キャリア・教育

2022.10.14 08:30

多様性の好循環で、日本発スタートアップを世界の舞台へ

成相 通子

5年後10年後の未来を考え、未来からの逆算でマーケットを捉え、起業家が実現したい未来を多様な視点や価値観で理解し、バイアスなく投資判断を行うこと。

そして、事業の成長のために必要なソリューションを、様々なスキルを持つ多様なキャリアを持つメンバーで応援することで、起業家に提供できる価値の最大化と、LP投資家(有限責任組合員、ファンドの運営に出資額を限度に責任を負う投資家)から預かっている資金の最大化ができる、と確信している。

キャピタリストの年齢や性別だけでなく、国籍やそれぞれの強み、キャリアも含め、多様性のあるVCであることが、起業家やLP投資家に選ばれる理由となり、VC経営という点からみても、成功に必要不可欠な条件に今後はなっていくと思っている。

他の仕事とは時間軸がちがう


VCの仕事はよく総合格闘技と表現されることがある。資金調達などの金融知識だけでなく、インキュベーションのノウハウ、営業ルートの紹介、人材採用や育成、日々困難に直面する起業家に寄り添い、事業に必要な支援を行っていく、複雑で多様なスキルや人脈・経験が必要だ。

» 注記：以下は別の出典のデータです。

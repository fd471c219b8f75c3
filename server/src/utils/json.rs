//! JSON utility functions
//!
//! Flattening maps nested JSON onto dotted wire keys (`a.b.0.c`), and
//! unflattening rebuilds the nested form. The two are inverses for any
//! object whose keys contain no `.` and are not purely numeric.

use serde_json::{Map, Value as JsonValue};

/// Largest list position honored by [`unflatten`]. Larger numeric segments
/// are treated as object keys so a single key cannot force a huge allocation.
pub const MAX_LIST_INDEX: usize = 65_535;

/// Flatten a nested object into dotted keys.
///
/// Scalars are copied verbatim. Empty objects and empty lists are kept as
/// leaves so they survive a round trip through [`unflatten`].
pub fn flatten(nested: &Map<String, JsonValue>) -> Map<String, JsonValue> {
    let mut out = Map::new();
    for (key, value) in nested {
        flatten_into(&mut out, key, value);
    }
    out
}

/// Flatten one value under `prefix`, writing leaves into `out`.
pub fn flatten_into(out: &mut Map<String, JsonValue>, prefix: &str, value: &JsonValue) {
    match value {
        JsonValue::Object(map) if !map.is_empty() => {
            for (key, child) in map {
                flatten_into(out, &join_key(prefix, key), child);
            }
        }
        JsonValue::Array(items) if !items.is_empty() => {
            for (index, child) in items.iter().enumerate() {
                flatten_into(out, &join_key(prefix, &index.to_string()), child);
            }
        }
        _ => {
            out.insert(prefix.to_string(), value.clone());
        }
    }
}

/// Rebuild a nested object from dotted keys.
///
/// Numeric segments address list positions, padding gaps with `null`.
/// A new container is a list when the segment after it is numeric and an
/// object otherwise. When two keys disagree on the shape of a path, the
/// later key wins and replaces whatever the earlier one built.
pub fn unflatten(flat: &Map<String, JsonValue>) -> Map<String, JsonValue> {
    let mut root = JsonValue::Object(Map::new());
    for (key, value) in flat {
        insert_path(&mut root, key, value.clone());
    }
    match root {
        JsonValue::Object(map) => map,
        _ => Map::new(),
    }
}

/// Look up a dotted path inside a nested object. Numeric segments index
/// into lists.
pub fn get_path<'a>(nested: &'a Map<String, JsonValue>, path: &str) -> Option<&'a JsonValue> {
    let mut segments = path.split('.');
    let mut current = nested.get(segments.next()?)?;
    for segment in segments {
        current = match current {
            JsonValue::Object(map) => map.get(segment)?,
            JsonValue::Array(items) => items.get(segment.parse::<usize>().ok()?)?,
            _ => return None,
        };
    }
    Some(current)
}

/// Decode a string that looks like a JSON object or list.
///
/// Returns `None` for plain strings and for text that fails to parse.
pub fn decode_json_string(raw: &str) -> Option<JsonValue> {
    let trimmed = raw.trim_start();
    if !(trimmed.starts_with('{') || trimmed.starts_with('[')) {
        return None;
    }
    serde_json::from_str(trimmed).ok()
}

fn join_key(prefix: &str, segment: &str) -> String {
    if prefix.is_empty() {
        segment.to_string()
    } else {
        format!("{}.{}", prefix, segment)
    }
}

fn list_index(segment: &str) -> Option<usize> {
    if segment.is_empty() || !segment.bytes().all(|b| b.is_ascii_digit()) {
        return None;
    }
    if segment.len() > 1 && segment.starts_with('0') {
        return None;
    }
    segment.parse::<usize>().ok().filter(|i| *i <= MAX_LIST_INDEX)
}

fn insert_path(root: &mut JsonValue, key: &str, value: JsonValue) {
    let (parents, leaf) = match key.rsplit_once('.') {
        Some((parents, leaf)) => (Some(parents), leaf),
        None => (None, key),
    };

    let mut current = root;
    if let Some(parents) = parents {
        let mut segments = parents.split('.').peekable();
        while let Some(segment) = segments.next() {
            let next = segments.peek().copied().unwrap_or(leaf);
            let slot = child_slot(current, segment);
            prepare_container(slot, list_index(next).is_some());
            current = slot;
        }
    }
    *child_slot(current, leaf) = value;
}

/// Resolve `segment` inside `container`, reshaping the container when it
/// cannot hold that segment.
fn child_slot<'a>(container: &'a mut JsonValue, segment: &str) -> &'a mut JsonValue {
    let index = list_index(segment);
    let fits = matches!(
        (&*container, index),
        (JsonValue::Array(_), Some(_)) | (JsonValue::Object(_), _)
    );
    if !fits {
        *container = if index.is_some() {
            JsonValue::Array(Vec::new())
        } else {
            JsonValue::Object(Map::new())
        };
    }

    match (container, index) {
        (JsonValue::Array(items), Some(i)) => {
            if items.len() <= i {
                items.resize(i + 1, JsonValue::Null);
            }
            &mut items[i]
        }
        (JsonValue::Object(map), _) => map
            .entry(segment.to_string())
            .or_insert(JsonValue::Null),
        (other, _) => other,
    }
}

fn prepare_container(slot: &mut JsonValue, wants_list: bool) {
    if !slot.is_object() && !slot.is_array() {
        *slot = if wants_list {
            JsonValue::Array(Vec::new())
        } else {
            JsonValue::Object(Map::new())
        };
    }
}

投資先の発掘では、キャピタリストとしてのブランディングや、投資ジャンルにおいてスペシャリティを持つ事、常にその領域の知識をアップデートするというようなインプットも大事な仕事だ。

更には、ファンドへ出資してくれているLP投資家とのコミュニケーションもファンド経営という面ではとても大事だ。

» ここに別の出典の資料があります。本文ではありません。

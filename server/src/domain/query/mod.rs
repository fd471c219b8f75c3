//! Query and analytics over stored spans
//!
//! Requests are validated up front; storage only sees well-formed filters
//! and windows. Node queries return flat spans, trace queries one forest
//! view per trace, analytics fixed-width time buckets.

mod buckets;

use std::collections::HashMap;
use std::str::FromStr;
use std::sync::Arc;

use chrono_tz::Tz;
use thiserror::Error;

use crate::data::filters::{FilterError, FilterExpr, parse_filter};
use crate::data::types::{Bucket, Focus, QueryOutput, QueryRequest, SpanNode, TraceView, Windowing};
use crate::data::{DataError, SpanRepository};
use crate::domain::traces::{TraceForest, ViewProjection, build_forest};

pub use buckets::{
    BucketPlan, DAILY_INTERVAL_MINUTES, HOURLY_INTERVAL_MINUTES, MAX_BUCKETS,
    MAX_INTERVAL_MINUTES, default_interval, local_day_start,
};

// ============================================================================
// ERROR TYPE
// ============================================================================

#[derive(Error, Debug)]
pub enum QueryError {
    #[error("Invalid filter: {0}")]
    InvalidFilter(#[from] FilterError),
    #[error("Invalid windowing: {0}")]
    InvalidWindowing(String),
    #[error("Storage error: {0}")]
    Storage(#[from] DataError),
}

impl QueryError {
    fn windowing(message: impl Into<String>) -> Self {
        Self::InvalidWindowing(message.into())
    }
}

/// A request that passed validation.
#[derive(Debug, Clone)]
pub struct ValidatedQuery {
    pub filter: Option<FilterExpr>,
    pub windowing: Windowing,
    pub timezone: Tz,
}

// ============================================================================
// QUERY SERVICE
// ============================================================================

pub struct QueryService {
    repository: Arc<dyn SpanRepository>,
    default_timezone: Tz,
}

impl QueryService {
    pub fn new(repository: Arc<dyn SpanRepository>) -> Self {
        Self {
            repository,
            default_timezone: Tz::UTC,
        }
    }

    /// Timezone used when a request does not name one.
    pub fn with_default_timezone(mut self, timezone: Tz) -> Self {
        self.default_timezone = timezone;
        self
    }

    pub fn validate(&self, request: &QueryRequest) -> Result<ValidatedQuery, QueryError> {
        let filter = request.filter.as_ref().map(parse_filter).transpose()?;
        let windowing = &request.windowing;

        if let Some(interval) = windowing.interval
            && !(1..=MAX_INTERVAL_MINUTES).contains(&interval)
        {
            return Err(QueryError::windowing(format!(
                "interval must be between 1 and {} minutes, got {}",
                MAX_INTERVAL_MINUTES, interval
            )));
        }
        if let Some(rate) = windowing.rate
            && !(0.0..=1.0).contains(&rate)
        {
            return Err(QueryError::windowing(format!(
                "rate must be within [0, 1], got {}",
                rate
            )));
        }
        if let (Some(oldest), Some(newest)) = (windowing.oldest, windowing.newest)
            && oldest >= newest
        {
            return Err(QueryError::windowing("oldest must be before newest"));
        }
        if windowing.limit == Some(0) {
            return Err(QueryError::windowing("limit must be positive"));
        }
        let timezone = match windowing.timezone.as_deref() {
            Some(name) => Tz::from_str(name)
                .map_err(|_| QueryError::windowing(format!("unknown timezone: {}", name)))?,
            None => self.default_timezone,
        };

        Ok(ValidatedQuery {
            filter,
            windowing: windowing.clone(),
            timezone,
        })
    }

    pub async fn query(&self, request: &QueryRequest) -> Result<(QueryOutput, u64), QueryError> {
        let validated = self.validate(request)?;
        let (spans, total) = self
            .repository
            .read_spans_by_filter(validated.filter.as_ref(), &validated.windowing)
            .await?;

        let output = match request.grouping.focus {
            Focus::Node => QueryOutput::Node(spans),
            Focus::Trace => QueryOutput::Trace(trace_views(spans)),
        };
        tracing::debug!(returned = output.len(), total, "Query complete");
        Ok((output, total))
    }

    pub async fn analytics(&self, request: &QueryRequest) -> Result<(Vec<Bucket>, u64), QueryError> {
        let mut validated = self.validate(request)?;
        validated.windowing.limit = None;

        let (spans, total) = self
            .repository
            .read_spans_by_filter(validated.filter.as_ref(), &validated.windowing)
            .await?;

        let observed = || spans.iter().map(|s| s.span.start_time);
        let oldest = validated.windowing.oldest.or_else(|| observed().min());
        let newest = validated
            .windowing
            .newest
            .or_else(|| observed().max().map(|t| t + chrono::TimeDelta::nanoseconds(1)));
        let (Some(oldest), Some(newest)) = (oldest, newest) else {
            return Ok((Vec::new(), total));
        };
        if oldest >= newest {
            return Ok((Vec::new(), total));
        }

        let interval = validated
            .windowing
            .interval
            .unwrap_or_else(|| default_interval(newest - oldest));
        let plan = BucketPlan::new(oldest, newest, interval, validated.timezone).ok_or_else(|| {
            QueryError::windowing(format!("more than {} buckets requested", MAX_BUCKETS))
        })?;

        Ok((plan.fill(&spans), total))
    }

    /// Forest of one trace.
    pub async fn read_trace(&self, trace_id: &str) -> Result<TraceForest, QueryError> {
        let spans = self.repository.read_spans_by_trace(trace_id).await?;
        Ok(build_forest(spans.into_iter().collect()))
    }

    pub async fn delete_spans(&self, span_ids: &[String]) -> Result<u64, QueryError> {
        Ok(self.repository.delete_spans(span_ids).await?)
    }
}

/// Group spans by trace (first-seen order) and build one view per trace.
fn trace_views(spans: Vec<SpanNode>) -> Vec<TraceView> {
    let mut order: Vec<String> = Vec::new();
    let mut grouped: HashMap<String, Vec<SpanNode>> = HashMap::new();
    for span in spans {
        let trace_id = span.trace_id().to_string();
        grouped
            .entry(trace_id.clone())
            .or_insert_with(|| {
                order.push(trace_id);
                Vec::new()
            })
            .push(span);
    }

    order
        .into_iter()
        .filter_map(|trace_id| {
            let spans = grouped.remove(&trace_id)?;
            let forest = build_forest(spans.into_iter().collect());
            Some(TraceView {
                roots: forest.to_view(ViewProjection::default()),
                trace_id,
            })
        })
        .collect()
}

#[cfg(test)]
#[path = "query_tests.rs"]
mod tests;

また、VCの仕事は時間軸が長いのも特徴だ。通常の仕事では短期間で成果を求めらるが、VCの仕事は、投資をすることが目的ではない。

投資をした会社が成長し、資金調達を重ねると、取得した株の価値が高まっているように会計上は見えるが、本当に利益が確定するのは、取得した株式を売却した際になる。

売却のタイミングの1つである株式公開の場合、会社設立から株式公開までの平均経過年数は10年ほどと言われている。時間軸が他の仕事とはいかに違うかがわかると思う。

時間軸が長く、成果を出すまでに時間がかかる事は決して悪いことではない。

起業家と共に、会社をゼロから立ち上げることの困難や試練、喜びといった部分を間近で聞き、共に涙したりしていく中で、自分の信じた起業家やサービスが、世の中に浸透していくのを間近で見られるという奇跡的な機会に立ち会えるこの仕事は、何にも変え難く、長く働き続けることでこの仕事の真の醍醐味を味わえると思っている。

そのためにも優秀な人材が業界に定着し、長くキャピタリストとして働いてもらうための環境整備や、インセンティブの設計、人脈構築のサポートやナレッジの共有など全体の底上げも、今後ますます重要だと思う。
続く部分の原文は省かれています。